Événement : Les souffrances de la femme rurale

Elles sont plus nombreuses, elles produisent davantage, travailleuses invisibles du monde, cultivent la terre, s’occupent de la cueillette, partent à la recherche de l’eau et du bois pour préparer la nourriture, n’ont pas accès aux infrastructures de base, et constituent la catégorie de la population la plus affectée par la pauvreté et l’analphabétisme. Elles, ce sont les femmes rurales. Dans quel état, la Journée mondiale de la femme, célébrée le 8 mars, à travers le monde, retrouve la femme rurale ? La question se pose et s’impose.
Les programmes de lutte contre l’analphabétisme lancés dans les mosquées dans le milieu rural, en vue de toucher cette catégorie qui fait un travail dur qui n’est ni payé, ni reconnu, n’ont pas donné des résultats concluants. La formule, des coopératives dans certaines régions enclavées pour accompagner, soutenir et sensibiliser les femmes rurales et faire évoluer leurs conditions de vie de la même façon que celles de leurs concitoyennes citadines, n’est pas encore opérationnelle.
La succession des années de sécheresse qui a affecté notre pays ces dernières années a accentué le fossé entre les deux milieux, urbain et rural. Ce qui a laissé ce dernier loin du développement, entraînant la recrudescence de l’exode rural, vidant les localités de leur jeunesse et accentuant l’analphabétisation. Et c’est la femme rurale qui en souffre le plus. Car, les hommes partent en ville à la recherche du travail, les laissant s’occuper de toutes les tâches à la campagne. Elles doivent lutter toutes seules pour gérer le foyer, s’occuper des enfants, exploiter les terres et garder le cheptel, qui, dans certains cas, n’est formé que d’une chèvre, une vache et un mulet.

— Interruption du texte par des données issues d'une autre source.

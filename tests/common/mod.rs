#![allow(dead_code)]

use std::net::SocketAddr;
use tokio::io::{AsyncReadExt, AsyncWriteExt};
use tokio::net::{TcpListener, TcpStream};
use tokio::task::JoinHandle;

/// Read one HTTP request, headers and `Content-Length` body, and return it as text.
pub async fn read_request(stream: &mut TcpStream) -> String {
    let mut buf = Vec::new();
    let mut chunk = [0u8; 1024];
    loop {
        let n = stream.read(&mut chunk).await.unwrap();
        if n == 0 {
            break;
        }
        buf.extend_from_slice(&chunk[..n]);
        if let Some(end) = buf.windows(4).position(|w| w == b"\r\n\r\n") {
            let head = String::from_utf8_lossy(&buf[..end]).to_lowercase();
            let length = head
                .lines()
                .find_map(|line| line.strip_prefix("content-length:"))
                .and_then(|value| value.trim().parse::<usize>().ok())
                .unwrap_or(0);
            if buf.len() >= end + 4 + length {
                break;
            }
        }
    }
    String::from_utf8_lossy(&buf).into_owned()
}

/// Body of a request returned by [`read_request`].
pub fn request_body(request: &str) -> serde_json::Value {
    let (_, body) = request.split_once("\r\n\r\n").expect("request body");
    serde_json::from_str(body).expect("json body")
}

/// Serve a single request with `status` and a JSON `body`, handing back the request.
pub async fn start_json_server(
    status: &'static str,
    body: &'static str,
) -> (SocketAddr, JoinHandle<String>) {
    let listener = TcpListener::bind("127.0.0.1:0").await.unwrap();
    let addr = listener.local_addr().unwrap();
    let handle = tokio::spawn(async move {
        let (mut stream, _) = listener.accept().await.unwrap();
        let request = read_request(&mut stream).await;
        let response = format!(
            "HTTP/1.1 {status}\r\nContent-Type: application/json\r\nContent-Length: {}\r\nConnection: close\r\n\r\n{body}",
            body.len()
        );
        stream.write_all(response.as_bytes()).await.unwrap();
        stream.flush().await.unwrap();
        request
    });
    (addr, handle)
}

/// Serve a single request as an event stream, writing `chunks` one at a time.
pub async fn start_sse_server(chunks: Vec<&'static [u8]>) -> (SocketAddr, JoinHandle<String>) {
    let listener = TcpListener::bind("127.0.0.1:0").await.unwrap();
    let addr = listener.local_addr().unwrap();
    let handle = tokio::spawn(async move {
        let (mut stream, _) = listener.accept().await.unwrap();
        let request = read_request(&mut stream).await;
        stream
            .write_all(b"HTTP/1.1 200 OK\r\nContent-Type: text/event-stream\r\n\r\n")
            .await
            .unwrap();
        for chunk in chunks {
            stream.write_all(chunk).await.unwrap();
            stream.flush().await.unwrap();
            tokio::time::sleep(std::time::Duration::from_millis(5)).await;
        }
        request
    });
    (addr, handle)
}

pub fn api_base(addr: SocketAddr) -> String {
    format!("http://{}/v1beta/models", addr)
}
pub const API_BASE: &str = "https://generativelanguage.googleapis.com/v1beta/models";

pub mod codec;
pub mod content;
pub mod media;
pub mod model;
pub mod representable;
pub mod request;
pub mod response;
pub mod rest;
pub mod safety;

pub use content::{
    FileData, FunctionCall, FunctionResponse, InlineData, JsonObject, ModelContent, Part, Role,
};
pub use model::GenerativeModel;
pub use representable::{PartsRepresentable, ThrowingPartsRepresentable};
use super::codec::{deserialize_base64, serialize_base64};
use super::media;
use super::representable::{PartsRepresentable, ThrowingPartsRepresentable};
use derive_new::new;
use derive_setters::Setters;
use serde::{Deserialize, Serialize};
use std::fmt::Formatter;

/// Dynamically typed JSON object used for function arguments and results.
pub type JsonObject = serde_json::Map<String, serde_json::Value>;

/// Conventional roles of a [`ModelContent`].
///
/// The wire role is a free-form string; this enum only covers the values the API uses.
#[derive(Debug, Clone, Copy, PartialEq, Eq, Hash)]
pub enum Role {
    User,
    Model,
    System,
}

impl Role {
    pub fn as_str(&self) -> &'static str {
        match self {
            Role::User => "user",
            Role::Model => "model",
            Role::System => "system",
        }
    }
}

impl From<Role> for String {
    fn from(role: Role) -> Self {
        role.as_str().to_string()
    }
}

/// A single unit of model input or output.
#[derive(Debug, Clone, PartialEq, Serialize)]
#[serde(rename_all = "camelCase")]
pub enum Part {
    Text(String),
    InlineData(InlineData),
    FileData(FileData),
    FunctionCall(FunctionCall),
    FunctionResponse(FunctionResponse),
}

impl Part {
    pub fn inline_data(mime_type: impl Into<String>, data: impl Into<Vec<u8>>) -> Self {
        Part::InlineData(InlineData::new(mime_type, data))
    }

    pub fn file_data(mime_type: impl Into<String>, file_uri: impl Into<String>) -> Self {
        Part::FileData(FileData::new(mime_type, file_uri))
    }

    pub fn function_call(name: impl Into<String>, args: JsonObject) -> Self {
        Part::FunctionCall(FunctionCall::new(name, args))
    }

    pub fn function_response(name: impl Into<String>, response: JsonObject) -> Self {
        Part::FunctionResponse(FunctionResponse::new(name, response))
    }

    /// The text of a [`Part::Text`], `None` for every other kind of part.
    pub fn text(&self) -> Option<&str> {
        match self {
            Part::Text(text) => Some(text),
            _ => None,
        }
    }

    pub fn as_function_call(&self) -> Option<&FunctionCall> {
        match self {
            Part::FunctionCall(call) => Some(call),
            _ => None,
        }
    }
}

impl From<&str> for Part {
    fn from(text: &str) -> Self {
        Part::Text(text.to_string())
    }
}

impl From<String> for Part {
    fn from(text: String) -> Self {
        Part::Text(text)
    }
}

impl From<InlineData> for Part {
    fn from(data: InlineData) -> Self {
        Part::InlineData(data)
    }
}

impl From<FileData> for Part {
    fn from(data: FileData) -> Self {
        Part::FileData(data)
    }
}

impl From<FunctionCall> for Part {
    fn from(call: FunctionCall) -> Self {
        Part::FunctionCall(call)
    }
}

impl From<FunctionResponse> for Part {
    fn from(response: FunctionResponse) -> Self {
        Part::FunctionResponse(response)
    }
}

/// Binary data sent inline with a message.
///
/// The bytes are encoded using base64 when serialized to JSON.
#[derive(Clone, PartialEq, Eq, Hash, Deserialize, Serialize, new)]
#[serde(rename_all = "camelCase")]
pub struct InlineData {
    #[new(into)]
    mime_type: String,
    #[new(into)]
    #[serde(
        serialize_with = "serialize_base64",
        deserialize_with = "deserialize_base64"
    )]
    data: Vec<u8>,
}

impl InlineData {
    pub fn data(&self) -> &[u8] {
        &self.data
    }

    pub fn mime_type(&self) -> &str {
        &self.mime_type
    }
}

impl std::fmt::Debug for InlineData {
    fn fmt(&self, f: &mut Formatter<'_>) -> std::fmt::Result {
        f.debug_struct("InlineData")
            .field("mime_type", &self.mime_type)
            .field("data", &format_args!("[{} bytes]", self.data.len()))
            .finish()
    }
}

/// Reference to a file held in remote storage, usually a `gs://` URI.
#[derive(Debug, Clone, PartialEq, Eq, Hash, Deserialize, Serialize, new)]
#[serde(rename_all = "camelCase")]
pub struct FileData {
    #[new(into)]
    mime_type: String,
    #[new(into)]
    file_uri: String,
}

impl FileData {
    pub fn mime_type(&self) -> &str {
        &self.mime_type
    }

    pub fn file_uri(&self) -> &str {
        &self.file_uri
    }

    /// Scheme of the file URI, `None` when the URI does not parse.
    pub fn scheme(&self) -> Option<String> {
        url::Url::parse(&self.file_uri)
            .ok()
            .map(|url| url.scheme().to_string())
    }
}

#[derive(Debug, Clone, PartialEq, Serialize, Deserialize, new)]
#[serde(rename_all = "camelCase")]
pub struct FunctionCall {
    #[new(into)]
    name: String,
    #[serde(default)]
    args: JsonObject,
}

impl FunctionCall {
    pub fn name(&self) -> &str {
        &self.name
    }

    pub fn args(&self) -> &JsonObject {
        &self.args
    }
}

/// Result of a function call, sent back to the model.
#[derive(Debug, Clone, PartialEq, Serialize, Deserialize, new)]
#[serde(rename_all = "camelCase")]
pub struct FunctionResponse {
    #[new(into)]
    name: String,
    #[serde(default)]
    response: JsonObject,
}

impl FunctionResponse {
    pub fn name(&self) -> &str {
        &self.name
    }

    pub fn response(&self) -> &JsonObject {
        &self.response
    }
}

/// A role tagged, ordered group of parts.
///
/// Constructors default the role to `"user"`; use [`ModelContent::with_role`] to change
/// it or [`ModelContent::from_parts`] to leave it unset.
#[derive(Debug, Clone, Default, PartialEq, Deserialize, Serialize, Setters)]
#[setters(prefix = "with_", into, strip_option)]
pub struct ModelContent {
    #[serde(default, skip_serializing_if = "Option::is_none")]
    role: Option<String>,
    #[serde(default)]
    #[setters(skip)]
    parts: Vec<Part>,
}

impl ModelContent {
    pub fn new(parts: impl PartsRepresentable) -> Self {
        Self::from_parts(Some(Role::User.into()), parts.to_parts())
    }

    pub fn from_parts(role: Option<String>, parts: Vec<Part>) -> Self {
        Self { role, parts }
    }

    /// Like [`ModelContent::new`] for inputs whose conversion can fail, such as images.
    pub fn try_new<T>(parts: &T) -> Result<Self, media::Error>
    where
        T: ThrowingPartsRepresentable + ?Sized,
    {
        Ok(Self::from_parts(
            Some(Role::User.into()),
            parts.try_to_parts()?,
        ))
    }

    /// Concatenates the parts of every input, in order.
    pub fn try_from_representables(
        inputs: &[&dyn ThrowingPartsRepresentable],
    ) -> Result<Self, media::Error> {
        let mut parts = Vec::new();
        for input in inputs {
            parts.extend(input.try_to_parts()?);
        }
        Ok(Self::from_parts(Some(Role::User.into()), parts))
    }

    pub fn role(&self) -> Option<&str> {
        self.role.as_deref()
    }

    pub fn parts(&self) -> &[Part] {
        &self.parts
    }

    pub fn into_parts(self) -> Vec<Part> {
        self.parts
    }
}
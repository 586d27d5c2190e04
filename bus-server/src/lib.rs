//! Bus route directory server.
//!
//! A web application that answers: "which buses stop near where I'm
//! going?", forgiving misspelt stop names along the way.

pub mod catalog;
pub mod config;
pub mod domain;
pub mod matcher;
pub mod web;
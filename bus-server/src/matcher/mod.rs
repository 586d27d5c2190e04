//! Fuzzy matching of destination queries against bus stop names.
//!
//! This module answers: "which routes stop at the place I typed?", and when
//! none do, "which stop names did I probably mean?"
//!
//! Matching is a pure function of the query and the corpus. Short queries
//! must appear verbatim in a stop name; longer ones tolerate a few typos per
//! word, measured by Levenshtein edit distance.

mod config;
mod fuzzy;
mod search;
mod text;


pub use config::{DEFAULT_COMMON_WORDS, MatchPolicy, MatcherConfig, UnknownPolicy};
pub use fuzzy::is_fuzzy_match;
pub use search::{SearchOutcome, StopMatcher, find_matching_routes, suggest_stops};
pub use text::{edit_distance, normalize};
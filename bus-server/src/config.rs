//! Server configuration from environment variables.

use std::net::SocketAddr;
use std::path::PathBuf;
use std::str::FromStr;
use std::time::Duration;

use tracing::info;

use crate::matcher::{MatchPolicy, MatcherConfig};

/// Address to listen on.
pub const BIND_ADDR_VAR: &str = "BUS_BIND_ADDR";

/// Path of the JSON route catalog.
pub const CATALOG_PATH_VAR: &str = "BUS_CATALOG_PATH";

/// Seconds between catalog reloads; `0` disables reloading.
pub const RELOAD_SECS_VAR: &str = "BUS_RELOAD_SECS";

/// Default number of stop suggestions.
pub const SUGGESTION_LIMIT_VAR: &str = "BUS_SUGGESTION_LIMIT";

/// Fuzzy-match policy: `lenient` or `strict`.
pub const MATCH_POLICY_VAR: &str = "BUS_MATCH_POLICY";

/// Error returned when an environment variable holds an invalid value.
#[derive(Debug, Clone, PartialEq, Eq, thiserror::Error)]
#[error("invalid {key}={value:?}: {reason}")]
pub struct ConfigError {
    key: &'static str,
    value: String,
    reason: String,
}

/// Configuration for the bus directory server.
#[derive(Debug, Clone)]
pub struct ServerConfig {
    /// Socket address to listen on.
    pub bind_addr: SocketAddr,

    /// Path of the JSON route catalog.
    pub catalog_path: PathBuf,

    /// How often to reload the catalog, if at all.
    pub reload_interval: Option<Duration>,

    /// Stop matcher configuration.
    pub matcher: MatcherConfig,
}

impl ServerConfig {
    /// Load configuration from the process environment.
    pub fn from_env() -> Result<Self, ConfigError> {
        Self::from_lookup(|key| std::env::var(key).ok())
    }

    /// Load configuration using `lookup` to read variables.
    ///
    /// Unset or blank variables take their defaults.
    pub fn from_lookup<F>(lookup: F) -> Result<Self, ConfigError>
    where
        F: Fn(&str) -> Option<String>,
    {
        let defaults = Self::default();
        let read = |key: &'static str| lookup(key).filter(|v| !v.trim().is_empty());

        let bind_addr = parse_or(read(BIND_ADDR_VAR), BIND_ADDR_VAR, defaults.bind_addr)?;

        let catalog_path = read(CATALOG_PATH_VAR)
            .map(PathBuf::from)
            .unwrap_or(defaults.catalog_path);

        let reload_secs: u64 = parse_or(read(RELOAD_SECS_VAR), RELOAD_SECS_VAR, 300)?;
        let reload_interval = (reload_secs > 0).then(|| Duration::from_secs(reload_secs));

        let suggestion_limit = parse_or(
            read(SUGGESTION_LIMIT_VAR),
            SUGGESTION_LIMIT_VAR,
            defaults.matcher.suggestion_limit,
        )?;
        let policy = parse_or(read(MATCH_POLICY_VAR), MATCH_POLICY_VAR, MatchPolicy::Lenient)?;

        Ok(Self {
            bind_addr,
            catalog_path,
            reload_interval,
            matcher: MatcherConfig::new(policy, suggestion_limit),
        })
    }
}

impl Default for ServerConfig {
    fn default() -> Self {
        Self {
            bind_addr: SocketAddr::from(([127, 0, 0, 1], 3000)),
            catalog_path: PathBuf::from("buses.json"),
            reload_interval: Some(Duration::from_secs(300)),
            matcher: MatcherConfig::default(),
        }
    }
}

/// Parse a variable's value, or fall back to the default when unset.
fn parse_or<T>(value: Option<String>, key: &'static str, default: T) -> Result<T, ConfigError>
where
    T: FromStr + std::fmt::Debug,
    T::Err: std::fmt::Display,
{
    let Some(value) = value else {
        info!("{key} not set, using default: {default:?}");
        return Ok(default);
    };

    let parsed = value.trim().parse::<T>();
    parsed.map_err(|e| ConfigError {
        key,
        value,
        reason: e.to_string(),
    })
}

#[cfg(test)]
mod tests {
    use super::*;
    use std::collections::HashMap;

    fn lookup(vars: &[(&str, &str)]) -> impl Fn(&str) -> Option<String> {
        let map: HashMap<String, String> = vars
            .iter()
            .map(|(k, v)| (k.to_string(), v.to_string()))
            .collect();
        move |key| map.get(key).cloned()
    }

    #[test]
    fn defaults_when_unset() {
        let config = ServerConfig::from_lookup(lookup(&[])).unwrap();

        assert_eq!(config.bind_addr, SocketAddr::from(([127, 0, 0, 1], 3000)));
        assert_eq!(config.catalog_path, PathBuf::from("buses.json"));
        assert_eq!(config.reload_interval, Some(Duration::from_secs(300)));
        assert_eq!(config.matcher.policy, MatchPolicy::Lenient);
        assert_eq!(config.matcher.suggestion_limit, 3);
    }

    #[test]
    fn reads_all_variables() {
        let config = ServerConfig::from_lookup(lookup(&[
            (BIND_ADDR_VAR, "0.0.0.0:8080"),
            (CATALOG_PATH_VAR, "/data/routes.json"),
            (RELOAD_SECS_VAR, "60"),
            (SUGGESTION_LIMIT_VAR, "5"),
            (MATCH_POLICY_VAR, "strict"),
        ]))
        .unwrap();

        assert_eq!(config.bind_addr, SocketAddr::from(([0, 0, 0, 0], 8080)));
        assert_eq!(config.catalog_path, PathBuf::from("/data/routes.json"));
        assert_eq!(config.reload_interval, Some(Duration::from_secs(60)));
        assert_eq!(config.matcher.suggestion_limit, 5);
        assert_eq!(config.matcher.policy, MatchPolicy::Strict);
    }

    #[test]
    fn zero_disables_reload() {
        let config = ServerConfig::from_lookup(lookup(&[(RELOAD_SECS_VAR, "0")])).unwrap();
        assert_eq!(config.reload_interval, None);
    }

    #[test]
    fn blank_counts_as_unset() {
        let config = ServerConfig::from_lookup(lookup(&[(CATALOG_PATH_VAR, "  ")])).unwrap();
        assert_eq!(config.catalog_path, PathBuf::from("buses.json"));
    }

    #[test]
    fn invalid_values_rejected() {
        let err = ServerConfig::from_lookup(lookup(&[(RELOAD_SECS_VAR, "soon")])).unwrap_err();
        assert_eq!(err.key, RELOAD_SECS_VAR);
        assert!(err.to_string().starts_with("invalid BUS_RELOAD_SECS=\"soon\": "));

        let err = ServerConfig::from_lookup(lookup(&[(MATCH_POLICY_VAR, "fuzzy")])).unwrap_err();
        assert_eq!(err.key, MATCH_POLICY_VAR);

        assert!(ServerConfig::from_lookup(lookup(&[(BIND_ADDR_VAR, "localhost")])).is_err());
    }
}
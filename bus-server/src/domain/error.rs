//! Domain error types.
//!
//! These errors represent validation failures in the domain layer.
//! They are distinct from catalog and IO errors.

/// Domain-level errors for validation.
#[derive(Debug, Clone, PartialEq, Eq, thiserror::Error)]
pub enum DomainError {
    /// Query text was empty after trimming
    #[error("query must not be empty")]
    EmptyQuery,

    /// Route identifier was empty after trimming
    #[error("route id must not be empty")]
    EmptyRouteId,
}

#[cfg(test)]
mod tests {
    use super::*;

    #[test]
    fn error_display() {
        assert_eq!(DomainError::EmptyQuery.to_string(), "query must not be empty");
        assert_eq!(
            DomainError::EmptyRouteId.to_string(),
            "route id must not be empty"
        );
    }
}
//! Matcher configuration.

use std::str::FromStr;

/// Generic place words that are too unspecific to search for on their own.
pub const DEFAULT_COMMON_WORDS: &[&str] = &[
    "college", "school", "hospital", "station", "market", "road", "street", "park", "mall", "bus",
    "stop",
];

/// Which fuzzy-match policy to apply to long queries.
#[derive(Debug, Clone, Copy, Default, PartialEq, Eq)]
pub enum MatchPolicy {
    /// Per-word tolerance of `max(1, len / 3)` edits.
    #[default]
    Lenient,

    /// Common-word gating, a 75% similarity floor for short single words,
    /// and a per-word tolerance of `min(2, len * 0.3)` edits.
    Strict,
}

/// Error returned when parsing an unknown policy name.
#[derive(Debug, Clone, PartialEq, Eq, thiserror::Error)]
#[error("unknown match policy: {0} (expected \"lenient\" or \"strict\")")]
pub struct UnknownPolicy(String);

impl FromStr for MatchPolicy {
    type Err = UnknownPolicy;

    fn from_str(s: &str) -> Result<Self, Self::Err> {
        match s.trim().to_ascii_lowercase().as_str() {
            "lenient" => Ok(MatchPolicy::Lenient),
            "strict" => Ok(MatchPolicy::Strict),
            _ => Err(UnknownPolicy(s.to_string())),
        }
    }
}

/// Configuration parameters for stop matching.
#[derive(Debug, Clone)]
pub struct MatcherConfig {
    /// Fuzzy-match policy for queries of 3 or more characters.
    pub policy: MatchPolicy,

    /// Maximum number of "did you mean" stop suggestions.
    pub suggestion_limit: usize,

    /// Maximum number of related stops offered for a too-general query.
    pub general_limit: usize,

    /// Maximum number of type-ahead stop recommendations.
    pub recommend_limit: usize,

    /// Words treated as too general to search for alone (lower-case).
    pub common_words: Vec<String>,
}

impl MatcherConfig {
    /// Create a configuration with the given policy and suggestion limit.
    ///
    /// Other parameters take their defaults.
    pub fn new(policy: MatchPolicy, suggestion_limit: usize) -> Self {
        Self {
            policy,
            suggestion_limit,
            ..Self::default()
        }
    }

    /// Whether the normalized text is one of the common words.
    pub fn is_common_word(&self, normalized: &str) -> bool {
        self.common_words.iter().any(|w| w == normalized)
    }
}

impl Default for MatcherConfig {
    fn default() -> Self {
        Self {
            policy: MatchPolicy::Lenient,
            suggestion_limit: 3,
            general_limit: 5,
            recommend_limit: 5,
            common_words: DEFAULT_COMMON_WORDS.iter().map(|w| w.to_string()).collect(),
        }
    }
}
//! Search query type.

use std::fmt;

use super::DomainError;

/// A destination query: free text, trimmed and non-empty.
///
/// The matcher assumes its query is non-empty after trimming. This type
/// guarantees that by construction, so callers validate once at the edge.
///
/// # Examples
///
/// ```
/// use bus_server::domain::Query;
///
/// let q = Query::parse("  Howrah ").unwrap();
/// assert_eq!(q.as_str(), "Howrah");
///
/// assert!(Query::parse("").is_err());
/// assert!(Query::parse("   ").is_err());
/// ```
#[derive(Clone, PartialEq, Eq, Hash)]
pub struct Query(String);

impl Query {
    /// Parse a query, trimming surrounding whitespace.
    pub fn parse(s: &str) -> Result<Self, DomainError> {
        let trimmed = s.trim();
        if trimmed.is_empty() {
            return Err(DomainError::EmptyQuery);
        }
        Ok(Query(trimmed.to_string()))
    }

    /// Returns the trimmed query text.
    pub fn as_str(&self) -> &str {
        &self.0
    }

    /// Length of the trimmed query in characters.
    pub fn char_len(&self) -> usize {
        self.0.chars().count()
    }
}

impl fmt::Debug for Query {
    fn fmt(&self, f: &mut fmt::Formatter<'_>) -> fmt::Result {
        write!(f, "Query({:?})", self.0)
    }
}

impl fmt::Display for Query {
    fn fmt(&self, f: &mut fmt::Formatter<'_>) -> fmt::Result {
        f.write_str(&self.0)
    }
}

impl AsRef<str> for Query {
    fn as_ref(&self) -> &str {
        &self.0
    }
}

Ces femmes sont souvent les dernières à jouir des ressources ou à bénéficier d’une formation. Les souffrances de la femme rurale prennent une dimension alarmante sur le plan sanitaire. Pour un accouchement ou même quand il s’agit d’une simple consultation chez le médecin, la femme rurale est appelée à parcourir de longs trajets pour arriver à un dispensaire où il n’y a pas d’équipements et presque pas de médicaments, à part quelques tablettes d’aspirine et des désinfectants.
Dans certains douars, dans les régions de Taroudant, Essaouira, le Haut de l’Atlas, la province de Taza, connues par la complexité des reliefs, le trajet est effectué à pied ou à dos d’une bête, âne ou mulet. La fille rurale, femme rurale de demain, est sur la même trajectoire malgré le programme de la généralisation de la scolarisation et celle de l’électrification rurale. Car, dans la plupart des cas, elle est obligée de rompre avec son parcours scolaire lorsqu’elle arrive au collège qui se trouve souvent à plusieurs kilomètres de son habitation. Dans le monde, les femmes rurales constituent une force vive du développement. Ces femmes sont la cheville ouvrière du progrès économique et social… Elles produisent 35 à 45 % du PNB et nettement plus de la moitié de la nourriture.
Pourtant, et bien que leur nombre s’élève à plus d’un demi-milliard, ces femmes sont pauvres et elles n’ont pas accès aux ressources, ni aux marchés. Il faut dire que la lutte contre l’analphabétisme et la pauvreté, le désenclavement des zones rurales, l’installation de l’électricité et l’alimentation en eau potable, constituent les facteurs de la matrice qui contribue à l’émancipation de la femme rurale, et par ailleurs, sa participation effective au développement de sa région. Car, aucun développement n’est possible sans ces femmes.